▶ **ABOUT THIS EXERCISE**: Where the records below show a line containing "for (i, year)", start copying; end with the line containing "assert_eq!(year.savings_percent(), 25.0);", and copy it too.

▶ **Collected data**:
= Beginning of Section =

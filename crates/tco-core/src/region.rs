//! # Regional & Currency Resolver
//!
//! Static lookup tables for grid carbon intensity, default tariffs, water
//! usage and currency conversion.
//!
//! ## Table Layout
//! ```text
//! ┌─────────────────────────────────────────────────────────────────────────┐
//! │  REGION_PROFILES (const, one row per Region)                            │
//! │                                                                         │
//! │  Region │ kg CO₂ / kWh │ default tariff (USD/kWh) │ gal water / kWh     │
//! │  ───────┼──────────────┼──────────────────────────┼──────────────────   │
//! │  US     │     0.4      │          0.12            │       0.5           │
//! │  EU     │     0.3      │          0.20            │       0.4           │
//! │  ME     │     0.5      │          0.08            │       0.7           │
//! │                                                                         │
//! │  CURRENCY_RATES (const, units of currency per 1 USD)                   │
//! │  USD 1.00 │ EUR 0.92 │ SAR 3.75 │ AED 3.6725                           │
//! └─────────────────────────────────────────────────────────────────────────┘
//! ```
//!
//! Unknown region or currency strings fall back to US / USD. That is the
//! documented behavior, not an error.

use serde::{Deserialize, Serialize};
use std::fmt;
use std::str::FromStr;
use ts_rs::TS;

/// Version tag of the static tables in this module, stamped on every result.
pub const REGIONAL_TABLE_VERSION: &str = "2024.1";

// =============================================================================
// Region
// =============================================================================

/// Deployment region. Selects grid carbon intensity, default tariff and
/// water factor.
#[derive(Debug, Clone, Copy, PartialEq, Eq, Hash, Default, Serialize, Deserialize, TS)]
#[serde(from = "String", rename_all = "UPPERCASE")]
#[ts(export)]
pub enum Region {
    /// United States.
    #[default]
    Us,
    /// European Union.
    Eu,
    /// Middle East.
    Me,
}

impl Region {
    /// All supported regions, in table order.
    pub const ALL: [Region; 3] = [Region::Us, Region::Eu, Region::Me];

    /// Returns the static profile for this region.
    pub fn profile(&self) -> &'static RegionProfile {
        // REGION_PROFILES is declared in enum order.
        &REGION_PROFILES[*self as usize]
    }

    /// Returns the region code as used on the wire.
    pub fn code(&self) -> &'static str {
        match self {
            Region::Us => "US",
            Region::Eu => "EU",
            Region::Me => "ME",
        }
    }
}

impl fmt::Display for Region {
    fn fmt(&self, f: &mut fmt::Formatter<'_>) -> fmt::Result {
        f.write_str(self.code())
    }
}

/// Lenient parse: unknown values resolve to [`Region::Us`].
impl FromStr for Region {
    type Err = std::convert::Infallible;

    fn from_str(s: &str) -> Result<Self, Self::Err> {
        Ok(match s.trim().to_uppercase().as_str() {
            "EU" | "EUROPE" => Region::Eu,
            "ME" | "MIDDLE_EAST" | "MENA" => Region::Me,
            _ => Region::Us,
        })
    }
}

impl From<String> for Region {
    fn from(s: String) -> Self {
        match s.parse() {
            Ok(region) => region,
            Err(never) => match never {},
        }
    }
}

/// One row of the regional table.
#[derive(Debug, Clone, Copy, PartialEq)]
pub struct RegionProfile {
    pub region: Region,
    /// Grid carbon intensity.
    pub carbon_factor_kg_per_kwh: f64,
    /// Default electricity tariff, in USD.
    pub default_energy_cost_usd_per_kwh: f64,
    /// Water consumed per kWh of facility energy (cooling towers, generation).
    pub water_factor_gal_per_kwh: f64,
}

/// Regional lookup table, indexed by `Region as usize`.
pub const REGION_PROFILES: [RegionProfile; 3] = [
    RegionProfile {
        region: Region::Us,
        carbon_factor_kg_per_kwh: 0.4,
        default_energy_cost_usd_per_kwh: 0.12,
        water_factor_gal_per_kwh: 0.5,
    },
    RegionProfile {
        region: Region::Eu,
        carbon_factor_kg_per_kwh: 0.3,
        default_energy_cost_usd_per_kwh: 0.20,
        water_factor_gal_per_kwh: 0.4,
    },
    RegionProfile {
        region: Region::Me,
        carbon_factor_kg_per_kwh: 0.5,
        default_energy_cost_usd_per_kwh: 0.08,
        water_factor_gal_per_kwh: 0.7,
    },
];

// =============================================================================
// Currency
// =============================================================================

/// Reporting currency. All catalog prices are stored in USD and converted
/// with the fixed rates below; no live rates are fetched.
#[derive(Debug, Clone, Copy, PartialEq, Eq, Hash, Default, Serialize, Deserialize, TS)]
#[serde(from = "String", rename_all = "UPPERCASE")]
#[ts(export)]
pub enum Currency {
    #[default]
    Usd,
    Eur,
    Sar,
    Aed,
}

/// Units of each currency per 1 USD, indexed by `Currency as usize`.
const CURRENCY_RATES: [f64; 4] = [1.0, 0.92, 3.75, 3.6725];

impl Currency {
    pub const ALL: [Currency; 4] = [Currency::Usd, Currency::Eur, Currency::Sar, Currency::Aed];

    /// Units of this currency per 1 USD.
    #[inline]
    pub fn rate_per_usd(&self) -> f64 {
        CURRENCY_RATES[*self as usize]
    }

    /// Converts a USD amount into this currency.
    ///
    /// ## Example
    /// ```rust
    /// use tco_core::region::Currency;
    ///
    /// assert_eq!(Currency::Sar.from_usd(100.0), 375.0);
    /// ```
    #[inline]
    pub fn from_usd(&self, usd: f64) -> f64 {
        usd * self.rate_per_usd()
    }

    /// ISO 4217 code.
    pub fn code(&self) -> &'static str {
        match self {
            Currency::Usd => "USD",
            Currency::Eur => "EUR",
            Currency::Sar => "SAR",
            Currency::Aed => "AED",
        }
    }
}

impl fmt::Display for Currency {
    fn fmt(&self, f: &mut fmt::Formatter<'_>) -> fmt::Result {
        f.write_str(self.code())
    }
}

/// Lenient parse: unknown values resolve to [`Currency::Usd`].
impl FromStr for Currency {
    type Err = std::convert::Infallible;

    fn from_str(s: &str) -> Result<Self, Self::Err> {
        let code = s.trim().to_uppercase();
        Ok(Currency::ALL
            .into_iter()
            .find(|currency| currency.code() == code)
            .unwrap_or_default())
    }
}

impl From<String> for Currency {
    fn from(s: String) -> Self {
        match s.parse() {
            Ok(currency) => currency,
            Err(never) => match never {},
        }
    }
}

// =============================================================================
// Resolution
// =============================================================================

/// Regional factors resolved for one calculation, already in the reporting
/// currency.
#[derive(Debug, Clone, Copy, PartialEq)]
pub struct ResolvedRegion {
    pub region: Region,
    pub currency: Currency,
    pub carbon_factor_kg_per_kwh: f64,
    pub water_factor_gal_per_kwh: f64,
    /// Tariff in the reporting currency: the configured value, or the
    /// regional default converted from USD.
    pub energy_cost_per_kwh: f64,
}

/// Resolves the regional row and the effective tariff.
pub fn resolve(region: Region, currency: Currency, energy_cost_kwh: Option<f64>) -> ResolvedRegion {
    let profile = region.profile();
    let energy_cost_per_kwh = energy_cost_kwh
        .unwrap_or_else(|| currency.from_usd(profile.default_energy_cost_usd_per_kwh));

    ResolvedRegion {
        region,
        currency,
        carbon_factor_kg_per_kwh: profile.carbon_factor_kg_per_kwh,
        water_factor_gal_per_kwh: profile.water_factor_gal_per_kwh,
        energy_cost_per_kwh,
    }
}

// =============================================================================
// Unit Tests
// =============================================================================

= End of Section =
= Beginning of Section =

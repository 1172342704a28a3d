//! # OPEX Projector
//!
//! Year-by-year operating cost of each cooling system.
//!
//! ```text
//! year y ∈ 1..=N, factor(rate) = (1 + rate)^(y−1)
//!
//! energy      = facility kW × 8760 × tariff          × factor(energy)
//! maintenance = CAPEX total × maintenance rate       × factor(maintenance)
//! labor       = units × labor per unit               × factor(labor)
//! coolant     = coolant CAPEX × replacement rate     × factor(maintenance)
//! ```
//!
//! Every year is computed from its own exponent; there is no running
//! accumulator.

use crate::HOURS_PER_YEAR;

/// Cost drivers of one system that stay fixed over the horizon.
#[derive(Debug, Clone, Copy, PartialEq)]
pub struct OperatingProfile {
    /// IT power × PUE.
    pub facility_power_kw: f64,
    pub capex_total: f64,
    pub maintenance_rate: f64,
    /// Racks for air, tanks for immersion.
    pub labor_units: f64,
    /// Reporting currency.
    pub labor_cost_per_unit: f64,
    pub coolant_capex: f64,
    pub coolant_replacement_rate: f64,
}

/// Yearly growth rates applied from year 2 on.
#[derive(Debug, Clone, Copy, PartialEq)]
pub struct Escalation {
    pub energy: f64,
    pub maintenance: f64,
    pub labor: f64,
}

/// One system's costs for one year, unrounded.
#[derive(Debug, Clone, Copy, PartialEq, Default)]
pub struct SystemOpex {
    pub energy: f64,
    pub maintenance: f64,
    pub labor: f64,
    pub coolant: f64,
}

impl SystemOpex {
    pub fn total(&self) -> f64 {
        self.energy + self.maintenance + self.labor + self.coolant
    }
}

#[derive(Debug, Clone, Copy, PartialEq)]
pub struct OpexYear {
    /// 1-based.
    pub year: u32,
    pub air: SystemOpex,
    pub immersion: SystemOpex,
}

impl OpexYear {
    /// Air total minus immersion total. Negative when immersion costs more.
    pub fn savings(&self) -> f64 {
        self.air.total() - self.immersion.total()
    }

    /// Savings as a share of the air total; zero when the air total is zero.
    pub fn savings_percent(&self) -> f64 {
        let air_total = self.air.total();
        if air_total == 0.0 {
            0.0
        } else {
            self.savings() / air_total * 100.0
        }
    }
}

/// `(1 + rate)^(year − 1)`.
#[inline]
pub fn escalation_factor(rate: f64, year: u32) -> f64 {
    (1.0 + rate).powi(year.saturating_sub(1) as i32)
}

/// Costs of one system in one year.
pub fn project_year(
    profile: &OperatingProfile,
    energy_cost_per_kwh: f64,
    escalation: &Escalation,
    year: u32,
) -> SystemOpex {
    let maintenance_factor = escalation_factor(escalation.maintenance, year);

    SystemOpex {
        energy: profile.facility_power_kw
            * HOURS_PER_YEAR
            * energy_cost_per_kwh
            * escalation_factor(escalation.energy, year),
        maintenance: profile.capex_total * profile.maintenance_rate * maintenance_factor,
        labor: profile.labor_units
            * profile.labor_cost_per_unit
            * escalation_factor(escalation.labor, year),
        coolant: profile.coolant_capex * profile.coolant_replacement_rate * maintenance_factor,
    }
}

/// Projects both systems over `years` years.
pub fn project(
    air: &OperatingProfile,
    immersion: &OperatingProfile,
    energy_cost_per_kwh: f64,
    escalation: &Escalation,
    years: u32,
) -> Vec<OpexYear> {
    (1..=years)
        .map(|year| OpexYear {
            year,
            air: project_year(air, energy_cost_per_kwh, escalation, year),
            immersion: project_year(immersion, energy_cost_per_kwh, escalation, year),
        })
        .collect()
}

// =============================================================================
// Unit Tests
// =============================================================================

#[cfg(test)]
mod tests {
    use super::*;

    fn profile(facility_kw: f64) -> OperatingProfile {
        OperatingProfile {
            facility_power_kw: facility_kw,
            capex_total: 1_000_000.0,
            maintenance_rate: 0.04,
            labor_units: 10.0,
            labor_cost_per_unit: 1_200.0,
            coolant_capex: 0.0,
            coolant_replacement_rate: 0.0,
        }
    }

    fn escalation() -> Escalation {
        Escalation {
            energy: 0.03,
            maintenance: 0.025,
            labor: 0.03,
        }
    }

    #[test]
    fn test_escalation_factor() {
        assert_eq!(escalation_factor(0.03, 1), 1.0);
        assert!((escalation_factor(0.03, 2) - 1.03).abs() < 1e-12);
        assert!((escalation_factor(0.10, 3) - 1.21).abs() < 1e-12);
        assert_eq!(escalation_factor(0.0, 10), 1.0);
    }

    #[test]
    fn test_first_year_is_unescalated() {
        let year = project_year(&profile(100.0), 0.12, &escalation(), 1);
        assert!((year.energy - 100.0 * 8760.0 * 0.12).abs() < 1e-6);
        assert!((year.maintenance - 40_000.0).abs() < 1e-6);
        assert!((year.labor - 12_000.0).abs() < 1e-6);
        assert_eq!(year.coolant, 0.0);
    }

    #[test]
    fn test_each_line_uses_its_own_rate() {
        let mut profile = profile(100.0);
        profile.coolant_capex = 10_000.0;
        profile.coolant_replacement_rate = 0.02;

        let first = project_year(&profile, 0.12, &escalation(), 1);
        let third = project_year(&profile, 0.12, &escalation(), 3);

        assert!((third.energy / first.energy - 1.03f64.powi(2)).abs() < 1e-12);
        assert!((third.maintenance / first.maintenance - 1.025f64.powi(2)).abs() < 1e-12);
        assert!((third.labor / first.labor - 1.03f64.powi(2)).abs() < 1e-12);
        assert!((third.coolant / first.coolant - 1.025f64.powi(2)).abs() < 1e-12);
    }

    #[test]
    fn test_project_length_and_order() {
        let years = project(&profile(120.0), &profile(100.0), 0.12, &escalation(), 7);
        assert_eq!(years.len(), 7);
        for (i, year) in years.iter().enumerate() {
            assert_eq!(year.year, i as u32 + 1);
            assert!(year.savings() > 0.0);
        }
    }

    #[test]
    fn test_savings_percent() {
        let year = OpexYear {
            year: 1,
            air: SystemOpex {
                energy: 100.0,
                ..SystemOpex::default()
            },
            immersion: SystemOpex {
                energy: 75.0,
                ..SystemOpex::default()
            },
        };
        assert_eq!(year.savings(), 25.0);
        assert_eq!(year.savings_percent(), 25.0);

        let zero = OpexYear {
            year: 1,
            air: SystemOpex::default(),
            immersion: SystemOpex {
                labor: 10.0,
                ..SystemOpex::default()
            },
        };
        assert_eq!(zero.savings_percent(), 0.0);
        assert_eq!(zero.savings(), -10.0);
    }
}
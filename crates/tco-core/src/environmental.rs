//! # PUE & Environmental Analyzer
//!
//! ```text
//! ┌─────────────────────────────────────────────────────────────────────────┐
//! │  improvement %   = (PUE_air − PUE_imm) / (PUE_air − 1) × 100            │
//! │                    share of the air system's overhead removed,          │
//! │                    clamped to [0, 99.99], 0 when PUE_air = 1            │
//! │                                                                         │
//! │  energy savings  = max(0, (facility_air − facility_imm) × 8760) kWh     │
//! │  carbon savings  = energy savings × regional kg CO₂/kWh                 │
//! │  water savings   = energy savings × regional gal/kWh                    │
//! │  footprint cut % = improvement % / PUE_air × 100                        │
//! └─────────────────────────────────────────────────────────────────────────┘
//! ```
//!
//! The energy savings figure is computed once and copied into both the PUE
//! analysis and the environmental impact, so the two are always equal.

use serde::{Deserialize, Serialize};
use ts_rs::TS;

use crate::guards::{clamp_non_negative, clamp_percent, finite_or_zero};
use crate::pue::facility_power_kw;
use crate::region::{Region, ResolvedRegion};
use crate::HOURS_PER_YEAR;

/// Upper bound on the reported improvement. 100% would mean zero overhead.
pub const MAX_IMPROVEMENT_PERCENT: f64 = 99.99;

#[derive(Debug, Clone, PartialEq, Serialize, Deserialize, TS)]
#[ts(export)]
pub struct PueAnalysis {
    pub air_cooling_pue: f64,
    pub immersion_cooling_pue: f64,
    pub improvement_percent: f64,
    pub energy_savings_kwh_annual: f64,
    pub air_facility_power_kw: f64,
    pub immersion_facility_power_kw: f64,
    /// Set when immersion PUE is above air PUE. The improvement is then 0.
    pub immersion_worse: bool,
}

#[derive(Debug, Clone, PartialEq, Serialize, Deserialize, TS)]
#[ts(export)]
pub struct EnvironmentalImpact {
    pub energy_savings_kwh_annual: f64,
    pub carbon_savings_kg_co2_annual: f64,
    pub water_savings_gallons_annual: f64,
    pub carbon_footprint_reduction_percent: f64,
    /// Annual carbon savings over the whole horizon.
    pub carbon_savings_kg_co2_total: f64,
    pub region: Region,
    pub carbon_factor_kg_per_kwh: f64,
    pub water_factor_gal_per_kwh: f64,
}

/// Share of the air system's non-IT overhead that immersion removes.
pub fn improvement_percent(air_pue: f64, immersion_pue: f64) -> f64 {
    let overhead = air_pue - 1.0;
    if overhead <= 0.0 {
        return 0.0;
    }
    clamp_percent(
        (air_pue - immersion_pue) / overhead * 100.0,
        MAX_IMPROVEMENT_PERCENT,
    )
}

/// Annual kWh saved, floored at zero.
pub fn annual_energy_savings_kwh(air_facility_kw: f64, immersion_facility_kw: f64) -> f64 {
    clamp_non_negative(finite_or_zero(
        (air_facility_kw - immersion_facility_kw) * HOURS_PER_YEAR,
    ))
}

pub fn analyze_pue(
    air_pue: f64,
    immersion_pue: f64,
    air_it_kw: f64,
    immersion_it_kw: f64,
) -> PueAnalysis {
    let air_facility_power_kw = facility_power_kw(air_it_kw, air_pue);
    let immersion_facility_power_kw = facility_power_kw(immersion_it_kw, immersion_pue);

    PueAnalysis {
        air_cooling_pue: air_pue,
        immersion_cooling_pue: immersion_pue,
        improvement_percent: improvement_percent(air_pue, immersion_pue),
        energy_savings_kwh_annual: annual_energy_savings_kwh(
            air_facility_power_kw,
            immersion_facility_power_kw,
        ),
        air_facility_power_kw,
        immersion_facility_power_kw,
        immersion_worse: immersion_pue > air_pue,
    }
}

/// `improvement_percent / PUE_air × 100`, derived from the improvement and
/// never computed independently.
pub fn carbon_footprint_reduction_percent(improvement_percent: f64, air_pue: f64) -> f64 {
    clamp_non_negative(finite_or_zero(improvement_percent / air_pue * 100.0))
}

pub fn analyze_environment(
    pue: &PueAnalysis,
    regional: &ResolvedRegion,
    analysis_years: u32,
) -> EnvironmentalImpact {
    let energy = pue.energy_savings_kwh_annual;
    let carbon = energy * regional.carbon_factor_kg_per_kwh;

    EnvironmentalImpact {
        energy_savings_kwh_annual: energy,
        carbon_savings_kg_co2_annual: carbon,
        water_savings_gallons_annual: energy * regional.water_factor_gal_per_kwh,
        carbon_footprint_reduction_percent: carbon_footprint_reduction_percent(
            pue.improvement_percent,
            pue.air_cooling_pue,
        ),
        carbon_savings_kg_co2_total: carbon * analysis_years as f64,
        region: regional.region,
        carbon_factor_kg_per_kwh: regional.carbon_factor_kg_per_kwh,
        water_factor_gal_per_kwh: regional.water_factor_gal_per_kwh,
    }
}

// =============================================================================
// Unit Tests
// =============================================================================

= End of Section =

▶ **EXERCISE RESPONSE**:
        for (i, year) in years.iter().enumerate() {
            assert_eq!(year.year, i as u32 + 1);
            assert!(year.savings() > 0.0);
        }
    }

    #[test]
    fn test_savings_percent() {
        let year = OpexYear {
            year: 1,
            air: SystemOpex {
                energy: 100.0,
                ..SystemOpex::default()
            },
            immersion: SystemOpex {
                energy: 75.0,
                ..SystemOpex::default()
            },
        };
        assert_eq!(year.savings(), 25.0);
        assert_eq!(year.savings_percent(), 25.0);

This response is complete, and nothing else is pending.